Giacometti e Chafes encontram-se na Gulbenkian Paris

O escultor português está a criar peças novas a mostra de outubro.

Rui Chafes vai estar em destaque em Paris durante o mês de outubro: duas peças do escultor português - Carne Invisível e Carne Misteriosa (2017) - vão passar a integrar a coleção permanente do Centro Pompidou e a delegação da Fundação Calouste Gulbenkian na capital francesa inaugura uma exposição que junta obras de Alberto Giacometti, um dos nomes maiores da escultura europeia, e Rui Chafes.

"Na realidade vai ser o mais jovem artista a expor com Giacometti. E por isso é uma exposição muito exigente, é um grande desafio, uma grande responsabilidade e uma grande honra porque é uma prova de confiança da Fundação Giacometti e da sua diretora, Catherine Grenier, que decidiu apoiar este projeto e participar nele", salienta Helena de Freitas, curadora da mostra.

Uma participação materializada através do empréstimo de onze esculturas e quatro desenhos do grande mestre expressionista, selecionadas por Helena de Freitas e Rui Chafes. "Estivemos os dois a escolher as obras nas reservas da Fundação Giacometti. Foi um grande privilégio".

Às obras do escultor suíço Alberto Giacometti (1901-1966) juntar-se-ão obras inéditas de Rui Chafes. Quantas? Ainda é cedo para saber. "Estão ainda em construção. Vamos ter obras nunca vistas", refere a curadora. "Achei que [a obra de ambos] têm pontos em comum, um vocabulário que os aproxima e que era possível fazer um encontro mais do que um diálogo. Um encontro sobre o essencial que une os dois artistas. E o essencial nem sempre é o visível. É uma experiência, um trabalho de investigação sobre o exercício da visão, sobre as questões essenciais que os une. Questões como o vazio, a verticalidade, a transcendência, a desmaterialização das formas".

Com parte da sua atividade dedicada à escrita que acompanham o seu trabalho de escultura, Rui Chafes, que nasceu precisamente no ano em que Giacometti morreu, refletira sobre o trabalho do artista suíço num texto publicado no livro O Silêncio de..., de 2006, editado pela Assírio & Alvim. "Escreveu-o muito antes desta aventura", refere Helena de Freitas.

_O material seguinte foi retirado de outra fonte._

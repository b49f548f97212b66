//! Dispatch pipeline: commit log -> consume queues + index
//!
//! A single consumer drains the bounded request channel in strict FIFO
//! order, which is what turns the append lock's total order into the order
//! consumers observe. Each request updates exactly one consume queue and,
//! when the message carries keys, the index. Failures are retried with
//! backoff; exhausting the budget marks the store degraded instead of
//! silently letting the logical indices diverge from the commit log.

use crate::config::MessageStoreConfig;
use crate::consume_queue::ConsumeQueueTable;
use crate::index::IndexService;
use crate::running_flags::RunningFlags;
use std::sync::atomic::{AtomicI64, Ordering};
use std::sync::Arc;
use std::time::Duration;
use tokio::sync::{mpsc, watch};
use tracing::{debug, error, info};

/// Descriptor of one appended record, consumed exactly once
#[derive(Debug, Clone)]
pub struct DispatchRequest {
    pub topic: String,
    pub queue_id: i32,
    pub commitlog_offset: i64,
    pub msg_size: i32,
    pub tags_code: i64,
    pub store_timestamp: i64,
    pub queue_offset: i64,
    pub keys: Vec<String>,
}

/// The single-consumer dispatch task
pub struct DispatchService {
    config: Arc<MessageStoreConfig>,
    cq_table: Arc<ConsumeQueueTable>,
    index: Arc<IndexService>,
    running_flags: Arc<RunningFlags>,
    /// Commit-log frontier applied to the logical indices (offset + size of
    /// the last dispatched record); feeds the checkpoint's logical position.
    dispatched_position: Arc<AtomicI64>,
}

impl DispatchService {
    pub fn new(
        config: Arc<MessageStoreConfig>,
        cq_table: Arc<ConsumeQueueTable>,
        index: Arc<IndexService>,
        running_flags: Arc<RunningFlags>,
        dispatched_position: Arc<AtomicI64>,
    ) -> Self {
        Self {
            config,
            cq_table,
            index,
            running_flags,
            dispatched_position,
        }
    }

    /// Apply one request: consume-queue entry first, then index keys.
    /// Shared by the live pipeline and recovery replay.
    pub fn apply(&self, request: &DispatchRequest) -> crate::error::Result<()> {
        let cq = self.cq_table.find_or_create(&request.topic, request.queue_id);
        cq.put_entry(
            request.commitlog_offset,
            request.msg_size,
            request.tags_code,
            request.queue_offset,
        )?;

        if !request.keys.is_empty() {
            if let Err(e) = self.index.put_message_keys(
                &request.topic,
                &request.keys,
                request.commitlog_offset,
                request.msg_size,
                request.store_timestamp,
            ) {
                // Index damage degrades queries, not consumption; flag it
                // and keep the pipeline moving.
                error!(error = %e, topic = %request.topic, "Index update failed");
                self.running_flags.mark_index_file_error();
            }
        }

        self.dispatched_position.store(
            request.commitlog_offset + request.msg_size as i64,
            Ordering::Release,
        );
        Ok(())
    }

    async fn apply_with_retry(&self, request: &DispatchRequest) {
        let mut backoff = Duration::from_millis(self.config.dispatch_retry_backoff_ms);
        for attempt in 0..=self.config.dispatch_max_retries {
            match self.apply(request) {
                Ok(()) => return,
                Err(e) if attempt < self.config.dispatch_max_retries => {
                    debug!(
                        error = %e,
                        attempt,
                        topic = %request.topic,
                        queue_id = request.queue_id,
                        "Dispatch failed, retrying"
                    );
                    tokio::time::sleep(backoff).await;
                    backoff *= 2;
                }
                Err(e) => {
                    error!(
                        error = %e,
                        topic = %request.topic,
                        queue_id = request.queue_id,
                        commitlog_offset = request.commitlog_offset,
                        "Dispatch retries exhausted, store degraded"
                    );
                    self.running_flags.mark_logics_queue_error();
                }
            }
        }
    }

    /// Drain the channel until shutdown, then finish whatever is queued
    pub async fn run(
        self,
        mut rx: mpsc::Receiver<DispatchRequest>,
        mut shutdown: watch::Receiver<bool>,
    ) {
        loop {
            tokio::select! {
                request = rx.recv() => {
                    match request {
                        Some(request) => self.apply_with_retry(&request).await,
                        None => break,
                    }
                }
                _ = shutdown.changed() => {
                    // Drain the backlog so consume queues catch up to the
                    // commit log before the store flushes its checkpoint.
                    while let Ok(request) = rx.try_recv() {
                        self.apply_with_retry(&request).await;
                    }
                    break;
                }
            }
        }
        info!(
            dispatched_position = self.dispatched_position.load(Ordering::Acquire),
            "Dispatch service stopped"
        );
    }
}

#[cfg(test)]
mod tests {
    use super::*;
    use crate::consume_queue::CQ_UNIT_SIZE;
    use tempfile::tempdir;

    fn fixture(dir: &std::path::Path) -> (DispatchService, Arc<ConsumeQueueTable>, Arc<AtomicI64>) {
        let config = Arc::new(MessageStoreConfig::new(dir));
        let cq_table = Arc::new(ConsumeQueueTable::new(
            config.consume_queue_path(),
            100 * CQ_UNIT_SIZE,
        ));
        let index = Arc::new(IndexService::new(config.index_path(), 16, 64, 32));
        let position = Arc::new(AtomicI64::new(0));
        let service = DispatchService::new(
            config,
            cq_table.clone(),
            index,
            Arc::new(RunningFlags::new()),
            position.clone(),
        );
        (service, cq_table, position)
    }

    fn request(queue_offset: i64, commitlog_offset: i64) -> DispatchRequest {
        DispatchRequest {
            topic: "topicA".to_string(),
            queue_id: 0,
            commitlog_offset,
            msg_size: 100,
            tags_code: 0,
            store_timestamp: 1000,
            queue_offset,
            keys: vec![],
        }
    }

    #[test]
    fn test_apply_creates_queue_and_entry() {
        let dir = tempdir().unwrap();
        let (service, cq_table, position) = fixture(dir.path());

        service.apply(&request(0, 0)).unwrap();
        service.apply(&request(1, 100)).unwrap();

        let cq = cq_table.find("topicA", 0).unwrap();
        assert_eq!(cq.max_offset_in_queue(), 2);
        assert_eq!(cq.get_entry(1), Some((100, 100, 0)));
        assert_eq!(position.load(Ordering::Acquire), 200);
    }

    #[tokio::test]
    async fn test_run_drains_on_shutdown() {
        let dir = tempdir().unwrap();
        let (service, cq_table, _) = fixture(dir.path());
        let (tx, rx) = mpsc::channel(16);
        let (stop_tx, stop_rx) = watch::channel(false);

        for i in 0..5 {
            tx.send(request(i, i * 100)).await.unwrap();
        }
        let handle = tokio::spawn(service.run(rx, stop_rx));
        stop_tx.send(true).unwrap();
        handle.await.unwrap();

        let cq = cq_table.find("topicA", 0).unwrap();
        assert_eq!(cq.max_offset_in_queue(), 5);
    }
}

Para além desta mostra - que se enquadra "na estratégia da delegação em França da Fundação Gulbenkian em realizar exposições que criem pontos de contacto com os artistas portugueses e não portugueses", explica Miguel Magalhães -, será inaugurada já a 9 de março Talismans. Le désert entre nous n"est que du sable, que até 1 de julho mostra trabalhos de artistas como Pedro Barateiro, Leonor Antunes, Cildo Meireles e Lawrence Weiner, "sobre questões como a reparação e o tempo", refere o diretor da delegação. Para além das exposições, que em 2017 levaram à Gulbenkian Paris dez dos 17 mil visitantes, a delegação aposta também em conferências "onde recebemos alguns dos mais interessantes intelectuais e artistas da atualidade". Entre outros, destaque para a presença do libanês Walid Raad, também em outubro. Mês que contará ainda com um encontro sobre o punk português, acompanhado por uma pequena mostra documental.